Otras de las explicaciones que dio la Alcaldía fueron que los árboles talados eran un foco de inseguridad, que tenían hongos y que sus raíces deformaban las calles y levantaban el cemento.

En cuanto a la primera explicación, tiene que estar muy mal la situación de seguridad de la ciudad como para asumir que unos e menos árboles podrían mejorarla. En el razonamiento del gobierno distrital, pareciera entonces que esa táctica podría ser más efectiva, por citar el ejemplo más básico, que mejorar la presencia policial en esas zonas que, valga decirlo, estarían identificadas como riesgosas. De otra parte, también habría que informarle al Distrito que los hongos de un árbol pueden sanar y son fáciles de detectar, de hecho “la misma ciudadanía está atenta de estos y avisa al Jardín Botánico”, como asegura el ingeniero Torres.

La concejal por la Alianza Verde, Maria Fernanda Rojas, explicó que es necesario “revisar cuales son los criterios de la renovación paisajística. Hasta ahora las explicaciones no corresponden con un concepto integral del respeto a la biodiversidad natural”. Para Rojas, varias de las las razones que dio el Jardín Botánico para justificar la tala –como la presencia de “musgo, bifurcaciones e insectos”– son algo natural de las plantas y que en caso de que se encuentren muchos de estos elementos, el gobierno debería reconocer que no les ha dado un tratamiento adecuado a sus árboles.

Para la concejal, además, que el Distrito haya recurrido a explicaciones como que entre un árbol y otro o entre un árbol y la calle no había suficiente distancia se trata “argumento muy débil como para sustentar un tala.

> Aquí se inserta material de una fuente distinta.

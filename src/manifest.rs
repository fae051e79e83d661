//! Project manifest (one row per sequencing run) and its per-sample file pointers

use serde::Serialize;
use std::collections::BTreeMap;
use std::path::{Path, PathBuf};

use crate::error::{read_text, Result, RibopodError};

/// Column holding the sample identifier
pub const SAMPLE_COLUMN: &str = "experiment_accession";

/// Cells pandas writes for a missing value
const MISSING_MARKERS: [&str; 6] = ["", "NA", "nan", "NaN", "null", "None"];

/// Per-sample output files referenced by the manifest
#[derive(Debug, Clone, Copy, PartialEq, Eq)]
pub enum Pointer {
    OrfTable,
    Metagene5p,
    Metagene3p,
    BamSummary,
    Protocol,
}

impl Pointer {
    pub const ALL: [Pointer; 5] = [
        Pointer::OrfTable,
        Pointer::Metagene5p,
        Pointer::Metagene3p,
        Pointer::BamSummary,
        Pointer::Protocol,
    ];

    pub fn column(&self) -> &'static str {
        match self {
            Pointer::OrfTable => "ribotricer_orfs",
            Pointer::Metagene5p => "ribotricer_metagene_5p",
            Pointer::Metagene3p => "ribotricer_metagene_3p",
            Pointer::BamSummary => "ribotricer_bam_summary",
            Pointer::Protocol => "ribotricer_protocol",
        }
    }

    fn index(&self) -> usize {
        *self as usize
    }
}

/// One sample with whichever output files exist for it
#[derive(Debug, Clone, PartialEq)]
pub struct SampleRow {
    pub sample_id: String,
    pointers: [Option<PathBuf>; 5],
}

impl SampleRow {
    pub fn pointer(&self, pointer: Pointer) -> Option<&Path> {
        self.pointers[pointer.index()].as_deref()
    }
}

/// The raw manifest as a table, for display
#[derive(Debug, Clone, Serialize)]
pub struct ManifestTable {
    pub headers: Vec<String>,
    pub rows: Vec<Vec<String>>,
}

/// A project manifest, collapsed to one row per sample and sorted by sample identifier
#[derive(Debug, Clone)]
pub struct ProjectManifest {
    pub path: PathBuf,
    pub samples: Vec<SampleRow>,
    pub table: ManifestTable,
}

fn pointer_value(cell: &str) -> Option<PathBuf> {
    let cell = cell.trim();
    if MISSING_MARKERS.contains(&cell) {
        None
    } else {
        Some(PathBuf::from(cell))
    }
}

impl ProjectManifest {
    /// Load a tab-separated manifest
    pub fn from_tsv(path: &Path) -> Result<Self> {
        let content = read_text(path)?;
        let mut rdr = csv::ReaderBuilder::new()
            .delimiter(b'\t')
            .has_headers(true)
            .from_reader(content.as_bytes());

        let headers: Vec<String> = rdr
            .headers()
            .map_err(|e| RibopodError::from_csv(path, e))?
            .iter()
            .map(|h| h.to_string())
            .collect();

        let sample_idx = headers
            .iter()
            .position(|h| h == SAMPLE_COLUMN)
            .ok_or_else(|| {
                RibopodError::parse(path, 1, format!("missing '{}' column", SAMPLE_COLUMN))
            })?;
        let pointer_idx: Vec<Option<usize>> = Pointer::ALL
            .iter()
            .map(|p| headers.iter().position(|h| h == p.column()))
            .collect();

        let mut rows = Vec::new();
        let mut by_sample: BTreeMap<String, SampleRow> = BTreeMap::new();

        for result in rdr.records() {
            let record = result.map_err(|e| RibopodError::from_csv(path, e))?;
            let line = record.position().map(|p| p.line() as usize).unwrap_or(0);
            let sample_id = record.get(sample_idx).unwrap_or("").trim().to_string();
            if sample_id.is_empty() {
                return Err(RibopodError::parse(path, line, "empty sample identifier"));
            }

            let entry = by_sample.entry(sample_id.clone()).or_insert_with(|| SampleRow {
                sample_id: sample_id.clone(),
                pointers: Default::default(),
            });

            // Several runs of one sample share its outputs; keep the first non-missing pointer.
            for (pointer, idx) in Pointer::ALL.iter().zip(&pointer_idx) {
                let value = idx.and_then(|i| record.get(i)).and_then(pointer_value);
                let slot = &mut entry.pointers[pointer.index()];
                let Some(value) = value else { continue };
                if let Some(existing) = slot.as_ref() {
                    if *existing != value {
                        log::warn!(
                            "{}: sample {} lists two {} files, keeping {}",
                            path.display(),
                            sample_id,
                            pointer.column(),
                            existing.display()
                        );
                    }
                } else {
                    *slot = Some(value);
                }
            }

            rows.push(record.iter().map(|c| c.to_string()).collect());
        }

        let samples: Vec<SampleRow> = by_sample.into_values().collect();
        log::debug!(
            "Loaded manifest {}: {} rows, {} samples",
            path.display(),
            rows.len(),
            samples.len()
        );

        Ok(Self {
            path: path.to_path_buf(),
            samples,
            table: ManifestTable { headers, rows },
        })
    }
}
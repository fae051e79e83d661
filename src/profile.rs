//! Per-sample metagene and read-length data

use serde::{Deserialize, Serialize};
use std::collections::BTreeMap;
use std::ops::RangeInclusive;

/// Number of reading frames
pub const FRAMES: usize = 3;

/// Reading frame of a position relative to the start codon (0, 1 or 2).
///
/// Uses the non-negative modulo, so position -2 falls in frame 1.
pub fn frame_of(position: i64) -> usize {
    position.rem_euclid(FRAMES as i64) as usize
}

/// Coverage counts indexed by nucleotide position
#[derive(Debug, Clone, PartialEq, Default, Serialize, Deserialize)]
pub struct PositionSeries {
    pub positions: Vec<i64>,
    pub counts: Vec<f64>,
}

impl PositionSeries {
    /// Index a raw coverage array so that `offset_5p` lands on position 0.
    ///
    /// Positions run over `-offset_5p .. counts.len() - offset_5p`; `None` when
    /// that range does not fit in `i64`.
    pub fn from_profile(counts: Vec<f64>, offset_5p: i64) -> Option<Self> {
        let start = offset_5p.checked_neg()?;
        let len = i64::try_from(counts.len()).ok()?;
        start.checked_add(len)?;
        let positions = (0..len).map(|i| start + i).collect();
        Some(Self { positions, counts })
    }

    pub fn is_empty(&self) -> bool {
        self.positions.is_empty()
    }

    pub fn iter(&self) -> impl Iterator<Item = (i64, f64)> + '_ {
        self.positions.iter().copied().zip(self.counts.iter().copied())
    }

    fn push(&mut self, position: i64, count: f64) {
        self.positions.push(position);
        self.counts.push(count);
    }

    /// Keep only positions inside `window`
    pub fn window(&self, window: &RangeInclusive<i64>) -> Self {
        let mut out = Self::default();
        for (position, count) in self.iter().filter(|(p, _)| window.contains(p)) {
            out.push(position, count);
        }
        out
    }

    /// Split into frame 0, 1 and 2 subsequences, keeping position order in each.
    pub fn split_frames(&self) -> [PositionSeries; FRAMES] {
        let mut frames: [PositionSeries; FRAMES] = Default::default();
        for (position, count) in self.iter() {
            frames[frame_of(position)].push(position, count);
        }
        frames
    }
}

/// One fragment length's metagene profile for one sample
#[derive(Debug, Clone, PartialEq, Serialize, Deserialize)]
pub struct SampleProfile {
    pub fragment_length: u32,
    pub offset_5p: i64,
    pub coverage: PositionSeries,
    /// Absent when the pipeline could not score this length
    pub phase_score: Option<f64>,
    pub valid_codons: Option<u64>,
}

/// All fragment-length profiles of one sample, keyed by fragment length
#[derive(Debug, Clone, PartialEq, Default, Serialize, Deserialize)]
pub struct SampleMetagene {
    pub profiles: BTreeMap<u32, SampleProfile>,
}

impl SampleMetagene {
    pub fn get(&self, fragment_length: u32) -> Option<&SampleProfile> {
        self.profiles.get(&fragment_length)
    }

    #[cfg(test)]
    pub fn fragment_lengths(&self) -> impl Iterator<Item = u32> + '_ {
        self.profiles.keys().copied()
    }

    pub fn len(&self) -> usize {
        self.profiles.len()
    }

    pub fn is_empty(&self) -> bool {
        self.profiles.is_empty()
    }

    /// The phase score column, ascending by fragment length
    pub fn phase_scores(&self) -> BTreeMap<u32, Option<f64>> {
        self.profiles
            .iter()
            .map(|(length, profile)| (*length, profile.phase_score))
            .collect()
    }
}

/// Read counts per fragment length, ascending
pub type ReadLengthDistribution = BTreeMap<u32, u64>;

Estos son argumentos aparentemente ‘técnicos’ terminan, en últimas, afectando la capa vegetal que se necesita preservar las especies, enfrentar las olas de calor y contener el cambio climático”.

Ahora, desconocer que las raíces de los árboles son problemáticas en ciertos sectores de la ciudad sería absurdo: punto para Peñalosa. Para nadie es un secreto que hay calles de Bogotá que parecen una pista de BMX a causa de que las raíces que han crecido fuertes y han desnivelado los terrenos. No obstante, aunque no sea una responsabilidad exclusiva de la actual alcaldía, la causa de esto podría estar en la falta de atención y cuidado de los árboles, o al menos así me explicó Jeison Cano, biólogo experto en árboles.

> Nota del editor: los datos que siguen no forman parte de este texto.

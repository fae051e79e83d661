//! Error kinds shared by the parsers, the project loaders and the registry

use std::path::{Path, PathBuf};
use thiserror::Error;

#[derive(Error, Debug)]
pub enum RibopodError {
    /// The file exists but its content is malformed
    #[error("Failed to parse {}, line {line}: {message}", path.display())]
    Parse {
        path: PathBuf,
        line: usize,
        message: String,
    },

    /// A file named by a manifest or registry row cannot be read
    #[error("Failed to read {}: {source}", path.display())]
    Resource {
        path: PathBuf,
        #[source]
        source: std::io::Error,
    },

    /// The species/project selection is not listed in the dataset registry
    #[error("Unknown dataset: species '{species}', project '{srp}'")]
    UnknownDataset { species: String, srp: String },
}

pub type Result<T> = std::result::Result<T, RibopodError>;

impl RibopodError {
    pub fn parse(path: &Path, line: usize, message: impl Into<String>) -> Self {
        RibopodError::Parse {
            path: path.to_path_buf(),
            line,
            message: message.into(),
        }
    }

    pub fn resource(path: &Path, source: std::io::Error) -> Self {
        RibopodError::Resource {
            path: path.to_path_buf(),
            source,
        }
    }

    /// Classify a `csv` error: I/O failures are resource errors, the rest are parse errors.
    pub fn from_csv(path: &Path, err: csv::Error) -> Self {
        let line = err
            .position()
            .map(|p| p.line() as usize)
            .unwrap_or(0);
        match err.into_kind() {
            csv::ErrorKind::Io(source) => RibopodError::resource(path, source),
            kind => RibopodError::parse(path, line, describe_csv_error(kind)),
        }
    }

    #[cfg(test)]
    pub fn is_parse(&self) -> bool {
        matches!(self, RibopodError::Parse { .. })
    }

    #[cfg(test)]
    pub fn is_resource(&self) -> bool {
        matches!(self, RibopodError::Resource { .. })
    }
}

fn describe_csv_error(kind: csv::ErrorKind) -> String {
    match kind {
        csv::ErrorKind::Utf8 { err, .. } => format!("invalid UTF-8: {}", err),
        csv::ErrorKind::UnequalLengths { expected_len, len, .. } => {
            format!("expected {} fields, found {}", expected_len, len)
        }
        csv::ErrorKind::Deserialize { err, .. } => err.to_string(),
        other => format!("{:?}", other),
    }
}

/// Read a whole text file, mapping failures to [`RibopodError::Resource`].
///
/// A leading UTF-8 byte order mark is dropped.
pub fn read_text(path: &Path) -> Result<String> {
    let content = std::fs::read_to_string(path).map_err(|e| RibopodError::resource(path, e))?;
    match content.strip_prefix('\u{feff}') {
        Some(rest) => Ok(rest.to_string()),
        None => Ok(content),
    }
}

#[cfg(test)]
mod tests {
    use super::*;

    #[test]
    fn test_missing_file_is_resource_error() {
        let err = read_text(Path::new("/nonexistent/ribopod/file.tsv")).unwrap_err();
        assert!(err.is_resource());
        assert!(!err.is_parse());
    }

    #[test]
    fn test_parse_error_message_names_line() {
        let err = RibopodError::parse(Path::new("x.tsv"), 3, "bad value");
        assert_eq!(err.to_string(), "Failed to parse x.tsv, line 3: bad value");
    }
}
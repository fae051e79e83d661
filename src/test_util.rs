use std::path::{Path, PathBuf};
use tempfile::TempDir;

/// Scratch directory for fixture files; removed when dropped.
pub struct Fixtures {
    dir: TempDir,
}

impl Fixtures {
    pub fn new() -> Self {
        Self {
            dir: tempfile::tempdir().unwrap(),
        }
    }

    pub fn path(&self) -> &Path {
        self.dir.path()
    }

    pub fn write(&self, name: &str, content: &str) -> PathBuf {
        let path = self.dir.path().join(name);
        std::fs::write(&path, content).unwrap();
        path
    }

    /// Write a metagene profile table: `(fragment_length, offset_5p, profile, phase_score)`
    pub fn metagene(&self, name: &str, rows: &[(u32, i64, &str, Option<f64>)]) -> PathBuf {
        let mut content = String::from("fragment_length\toffset_5p\tprofile\tphase_score\tvalid_codons\n");
        for (length, offset, profile, score) in rows {
            let score = score.map(|s| s.to_string()).unwrap_or_default();
            content.push_str(&format!("{}\t{}\t{}\t{}\t100\n", length, offset, profile, score));
        }
        self.write(name, &content)
    }

    /// Write a bam summary with a fixed summary block and the given histogram
    pub fn bam_summary(&self, name: &str, lengths: &[(u32, u64)]) -> PathBuf {
        let mut content = String::from("summary:\ntotal reads: 1000\nunique reads: 800\nlength dist:\n");
        for (length, count) in lengths {
            content.push_str(&format!("{}: {}\n", length, count));
        }
        self.write(name, &content)
    }

    /// Write a project manifest: `(sample, metagene_5p, bam_summary)`
    pub fn manifest(&self, name: &str, rows: &[(&str, Option<&Path>, Option<&Path>)]) -> PathBuf {
        let mut content = String::from(
            "study_accession\texperiment_accession\trun_accession\tribotricer_orfs\tribotricer_metagene_5p\tribotricer_metagene_3p\tribotricer_bam_summary\tribotricer_protocol\n",
        );
        for (i, (sample, metagene, bam)) in rows.iter().enumerate() {
            let show = |p: &Option<&Path>| p.map(|p| p.display().to_string()).unwrap_or_default();
            content.push_str(&format!(
                "SRP000001\t{}\tSRR{:06}\t\t{}\t\t{}\t\n",
                sample,
                i + 1,
                show(metagene),
                show(bam)
            ));
        }
        self.write(name, &content)
    }
}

Para evitar que los árboles dañen las calles, se usan los procedimientos “fitosanitarios como descope (quitar la copa para que no crezca mucho) o podar la raíz (sí, se puede). Este proceso, que antes era complicado de hacer, ahora es muy común”, me aseguró Cano por teléfono. Lo curioso de este tema de las raíces es que no fue la causa principal de la tala de los árboles de la carrera 9 con calle 79. Incluso, si así lo fuera –sentencia Jeison Cano– “hay métodos de control que no implican quitar el árbol. Es peor dejar el suelo desnudo porque genera un proceso de erosión terrible”.

Aunque la controversia por la tala de árboles se centró en los hechos que tuvieron lugar el 30 de agosto, en el norte de la ciudad, la concejal Rojas se ha puesto a la tarea de recopilar denuncias de tala desde entonces. De acuerdo con ella hay reportes de corte de árboles en distintos puntos de la carrera 9 y la NQS; en los barrios Cedritos y Niza Antigua; en el Parque Simón Bolívar y la alrededor de la Universidad Javeriana.

Mientras Peñalosa sigue defendiendo su extraña ‘arborización’, la sociedad civil se agrupa a favor de los árboles caídos y las especies nativas, y se pregunta por qué plantar árboles de otros países en una ciudad que no pide parecerse a ninguna. Asumir que cierta especie mejora el paisaje por encima de otras que, tal vez, alguien considera menos estéticas, no parece más que un arranque arribista de una administración que, nuevamente, luce más preocupada por la forma que por el fondo de sus decisiones.